Inspector-General of Water Compliance opens SA field office and tours southern Basin

New independent Commonwealth water regulator the Hon. Troy Grant will open his South Australian field office in Loxton on Thursday, September 23.

“I am looking forward to meeting more Riverland community members, catching up with many I have met previously and visiting places we have heard so much about,” Mr Grant said.

Mr Grant will join Federal Member for Barker Mr Tony Pasin MP in welcoming community members to the new site at the Loxton Agricultural Research Centre.

Mr Pasin said: “Strong compliance measures are critical to ensuring confidence in water-sharing systems such as the Murray Darling Basin Agreement. Having a presence in community is so important for the efficacy of offices such as The Office of the Inspector-General. “A local base will ensure the office responds to community needs while being clear about their focus,” he said.

The Loxton location is one of five regional offices to be established by the Office of the Inspector-General of Water Compliance (IGWC) since commencing operations in August.
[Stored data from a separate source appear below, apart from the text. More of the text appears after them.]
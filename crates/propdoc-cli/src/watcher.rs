//! File system watcher feeding watch mode.
//!
//! Watches every input path and forwards changes to documentable files through a
//! channel. Hidden entries, ignored directories, other extensions and the output
//! file itself are dropped before anything is sent.

use crate::error::{CliError, Result};
use crate::sources::SourceFilter;
use notify::{Event, EventKind, RecommendedWatcher, RecursiveMode, Watcher};
use std::path::{Path, PathBuf};
use std::time::{Duration, Instant};
use tokio::sync::mpsc;

/// File change event type.
#[derive(Debug, Clone, PartialEq, Eq)]
pub enum FileChange {
    /// File was modified
    Modified(PathBuf),
    /// File was created
    Created(PathBuf),
    /// File was removed
    Removed(PathBuf),
}

impl FileChange {
    /// Get the path affected by this change.
    pub fn path(&self) -> &Path {
        match self {
            FileChange::Modified(p) | FileChange::Created(p) | FileChange::Removed(p) => p,
        }
    }

    /// Status line announcing the rebuild this change triggers.
    pub fn message(&self) -> &'static str {
        match self {
            FileChange::Created(_) => "A new file was added. Recompiling docs",
            FileChange::Removed(_) => "A file was removed. Recompiling docs",
            FileChange::Modified(_) => "A file was changed. Recompiling docs",
        }
    }
}

/// Decides which file-system events are worth a rebuild.
#[derive(Debug, Clone)]
pub struct WatchFilter {
    roots: Vec<PathBuf>,
    output: PathBuf,
    sources: SourceFilter,
}

impl WatchFilter {
    /// `roots` and `output` are resolved to absolute paths so they compare equal
    /// to the paths notify reports.
    pub fn new(roots: &[PathBuf], output: &Path, sources: SourceFilter) -> Self {
        Self {
            roots: roots.iter().map(|root| resolve(root)).collect(),
            output: resolve(output),
            sources,
        }
    }

    /// Check if a path should be ignored.
    pub fn should_ignore(&self, path: &Path) -> bool {
        if path == self.output {
            return true;
        }

        // Only paths under one of the inputs
        let Some(rel_path) = self
            .roots
            .iter()
            .find_map(|root| path.strip_prefix(root).ok())
        else {
            return true;
        };

        // An explicitly named input file is always relevant
        if rel_path.as_os_str().is_empty() {
            return false;
        }

        for component in rel_path.components() {
            let name = component.as_os_str();
            if name.to_str().is_some_and(|n| n.starts_with('.')) {
                return true;
            }
            if self.sources.is_ignored_name(name) {
                return true;
            }
        }

        // Directory events pass; a removed directory no longer reports as one
        if path.is_dir() {
            return false;
        }

        !self.sources.matches_extension(path)
    }
}

/// Make a path absolute without requiring it to exist.
fn resolve(path: &Path) -> PathBuf {
    std::fs::canonicalize(path)
        .or_else(|_| std::path::absolute(path))
        .unwrap_or_else(|_| path.to_path_buf())
}

/// File watcher with per-path debouncing and filtering.
pub struct FileWatcher {
    _watcher: RecommendedWatcher,
    roots: Vec<PathBuf>,
}

impl FileWatcher {
    /// Start watching `roots`.
    ///
    /// Directories are watched recursively, files on their own, both through their
    /// absolute paths. Roots that do not exist are skipped with a warning; if none
    /// exists the watcher fails.
    ///
    /// # Returns
    ///
    /// Tuple of (FileWatcher, receiver for change events)
    pub fn new(
        roots: &[PathBuf],
        filter: WatchFilter,
        debounce_ms: u64,
    ) -> Result<(Self, mpsc::Receiver<FileChange>)> {
        let existing: Vec<PathBuf> = roots
            .iter()
            .filter(|root| {
                let exists = root.exists();
                if !exists {
                    tracing::warn!(path = %root.display(), "cannot watch missing path");
                }
                exists
            })
            .map(|root| resolve(root))
            .collect();

        let Some(first) = existing.first() else {
            return Err(CliError::FileNotFound(
                roots.first().cloned().unwrap_or_default(),
            ));
        };
        tracing::debug!(root = %first.display(), roots = existing.len(), "starting watcher");

        let (tx, rx) = mpsc::channel(100);

        let debounce_duration = Duration::from_millis(debounce_ms);
        let mut last_event: Option<(PathBuf, Instant)> = None;

        let mut watcher = notify::recommended_watcher(move |res: notify::Result<Event>| {
            let event = match res {
                Ok(event) => event,
                Err(e) => {
                    tracing::warn!("watch error: {}", e);
                    return;
                }
            };

            for path in &event.paths {
                if filter.should_ignore(path) {
                    continue;
                }

                // Debounce: skip if same file changed within debounce window
                let now = Instant::now();
                if let Some((last_path, last_time)) = &last_event {
                    if last_path == path && now.duration_since(*last_time) < debounce_duration {
                        continue;
                    }
                }
                last_event = Some((path.clone(), now));

                let change = match event.kind {
                    EventKind::Create(_) => FileChange::Created(path.clone()),
                    EventKind::Modify(_) => FileChange::Modified(path.clone()),
                    EventKind::Remove(_) => FileChange::Removed(path.clone()),
                    _ => continue,
                };

                // The receiver is gone once watch mode shuts down
                let _ = tx.blocking_send(change);
            }
        })?;

        for root in &existing {
            let mode = if root.is_dir() {
                RecursiveMode::Recursive
            } else {
                RecursiveMode::NonRecursive
            };
            watcher.watch(root, mode)?;
        }

        Ok((
            Self {
                _watcher: watcher,
                roots: existing,
            },
            rx,
        ))
    }

    /// Paths being watched.
    pub fn roots(&self) -> &[PathBuf] {
        &self.roots
    }
}
//! Formatting helpers for build summaries.

use std::path::Path;
use std::time::Duration;

/// Format an output size with the largest fitting unit.
///
/// ```
/// use propdoc_cli::ui::format_size;
///
/// assert_eq!(format_size(512), "512 B");
/// assert_eq!(format_size(1536), "1.50 KB");
/// ```
pub fn format_size(bytes: u64) -> String {
    const UNITS: &[&str] = &["B", "KB", "MB", "GB"];

    let mut size = bytes as f64;
    let mut unit = 0;
    while size >= 1024.0 && unit < UNITS.len() - 1 {
        size /= 1024.0;
        unit += 1;
    }

    if unit == 0 {
        format!("{} {}", bytes, UNITS[0])
    } else {
        format!("{:.2} {}", size, UNITS[unit])
    }
}

/// Format a build duration: milliseconds below one second, seconds below one minute.
///
/// ```
/// use std::time::Duration;
/// use propdoc_cli::ui::format_duration;
///
/// assert_eq!(format_duration(Duration::from_millis(42)), "42ms");
/// assert_eq!(format_duration(Duration::from_secs(90)), "1m 30s");
/// ```
pub fn format_duration(duration: Duration) -> String {
    let total_ms = duration.as_millis();

    if total_ms < 1000 {
        format!("{}ms", total_ms)
    } else if total_ms < 60_000 {
        format!("{:.2}s", duration.as_secs_f64())
    } else {
        let secs = duration.as_secs();
        format!("{}m {}s", secs / 60, secs % 60)
    }
}

/// One-line summary of a finished build.
///
/// `documented` counts files that produced a record, `scanned` counts every file
/// that was read and parsed.
pub fn format_build_summary(
    documented: usize,
    scanned: usize,
    output: &Path,
    bytes: u64,
    duration: Duration,
) -> String {
    let noun = if scanned == 1 { "file" } else { "files" };
    format!(
        "Documented {} of {} {} into {} ({}, {})",
        documented,
        scanned,
        noun,
        output.display(),
        format_size(bytes),
        format_duration(duration)
    )
}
Mr Grant will visit key southern Murray Darling Basin sites with new SA field officer Greg Burns, IGWC Field Operations Director Brendan Murphy and Queensland-based field officer Jess Hawker.
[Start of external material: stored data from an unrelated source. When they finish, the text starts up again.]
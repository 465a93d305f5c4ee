use crate::{error::Result, model::DocOutput};

/// Prefix written before the JSON when rendering as a CommonJS module.
pub const MODULE_PREFIX: &str = "module.exports = ";

/// Options controlling JSON rendering.
#[derive(Debug, Clone, Copy, Default, PartialEq, Eq)]
pub struct JsonOptions {
    /// Indent with two spaces instead of emitting one line.
    pub pretty: bool,
    /// Wrap the JSON as `module.exports = <json>;`.
    pub module: bool,
}

/// JSON representation of the documentation output.
pub fn render_json(output: &DocOutput, options: &JsonOptions) -> Result<String> {
    let json = if options.pretty {
        serde_json::to_string_pretty(output)?
    } else {
        serde_json::to_string(output)?
    };

    if options.module {
        Ok(format!("{MODULE_PREFIX}{json};"))
    } else {
        Ok(json)
    }
}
“I am pleased to have northern and southern Basin field officers join me in discussing a variety of water issues with a range of stakeholders, inspecting major infrastructure and viewing important environmental sites,” Mr Grant said.

“Greg will be my eyes and ears on the ground here in South Australia and a key part of our regional field office operation.
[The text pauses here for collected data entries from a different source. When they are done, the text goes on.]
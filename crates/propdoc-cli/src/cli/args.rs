use clap::Args;
use std::path::PathBuf;

use crate::cli::validation::{parse_extension, parse_separator};

/// Arguments for a documentation build.
///
/// Options are optional on purpose: a flag that is not given leaves the value from
/// the config file, the environment, or the defaults in place.
#[derive(Args, Debug, Clone, Default)]
pub struct GenerateArgs {
    /// Files or directories to document
    ///
    /// Directories are walked recursively. A single file path produces the bare
    /// record of that file instead of a path-keyed map.
    ///
    /// Examples:
    ///   propdoc src/components
    ///   propdoc src/Button.jsx
    #[arg(value_name = "PATH")]
    pub paths: Vec<PathBuf>,

    /// Output file [default: docs.json]
    #[arg(short, long, value_name = "FILE")]
    pub output: Option<PathBuf>,

    /// Path separator used in output keys [default: platform separator]
    #[arg(short, long, value_name = "SEP", value_parser = parse_separator)]
    pub separator: Option<String>,

    /// Pretty-print the JSON output
    #[arg(short, long)]
    pub pretty: bool,

    /// File extensions to consider [default: js,jsx]
    #[arg(
        short = 'x',
        long,
        value_name = "EXT",
        value_delimiter = ',',
        value_parser = parse_extension
    )]
    pub extensions: Option<Vec<String>>,

    /// Directory names to skip [default: test,node_modules]
    #[arg(short, long, value_name = "DIR", value_delimiter = ',')]
    pub ignore: Option<Vec<String>>,

    /// Watch the inputs and rebuild the documentation on changes
    #[arg(short, long)]
    pub watch: bool,

    /// Render as a CommonJS module (`module.exports = ...;`)
    #[arg(short, long)]
    pub module: bool,

    /// Config file [default: propdoc.config.json when present]
    #[arg(short, long, value_name = "FILE")]
    pub config: Option<PathBuf>,
}
use std::path::PathBuf;

/// Config file picked up from the working directory when `--config` is absent.
pub const DEFAULT_CONFIG_FILE: &str = "propdoc.config.json";

/// Prefix of environment variables read into the configuration.
pub const ENV_PREFIX: &str = "PROPDOC_";

pub fn default_output() -> PathBuf {
    PathBuf::from("docs.json")
}

pub fn default_extensions() -> Vec<String> {
    vec!["js".to_string(), "jsx".to_string()]
}

pub fn default_ignore() -> Vec<String> {
    vec!["test".to_string(), "node_modules".to_string()]
}

pub fn default_debounce_ms() -> u64 {
    100
}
“Greg and our field officers based in central and southern NSW, Victoria and south-western Queensland, will work collaboratively, efficiently and effectively as a part of the IGWC Office to help restore trust and ensure transparency for Basin communities,” he said.

The IGWC group will travel to the 9000-acre Katarapko floodplain, currently in flood, view Lock 4 and learn more about the Sustainable Diversion Limit Adjustment Mechanism (SDLAM) project designed to help restore ecological health there.

Mr Grant will visit Goolwa and take a tour of the Barrages and the Murray Mouth before speaking with Riverland irrigators and touring a Berri vineyard and almond orchard.

"Visiting the northern part of the Basin recently and now the southernmost point is a crucial part of what my Office is here to do - to listen to concerns, gather independent evidence about what is happening on the ground and start to build trust in water compliance,” he said.

“Our priorities in the first year are very clear. We are listening to Basin communities, reviewing metering reform, assessing water-related agency effectiveness and taking a good look at the sustainability of ground water policies.”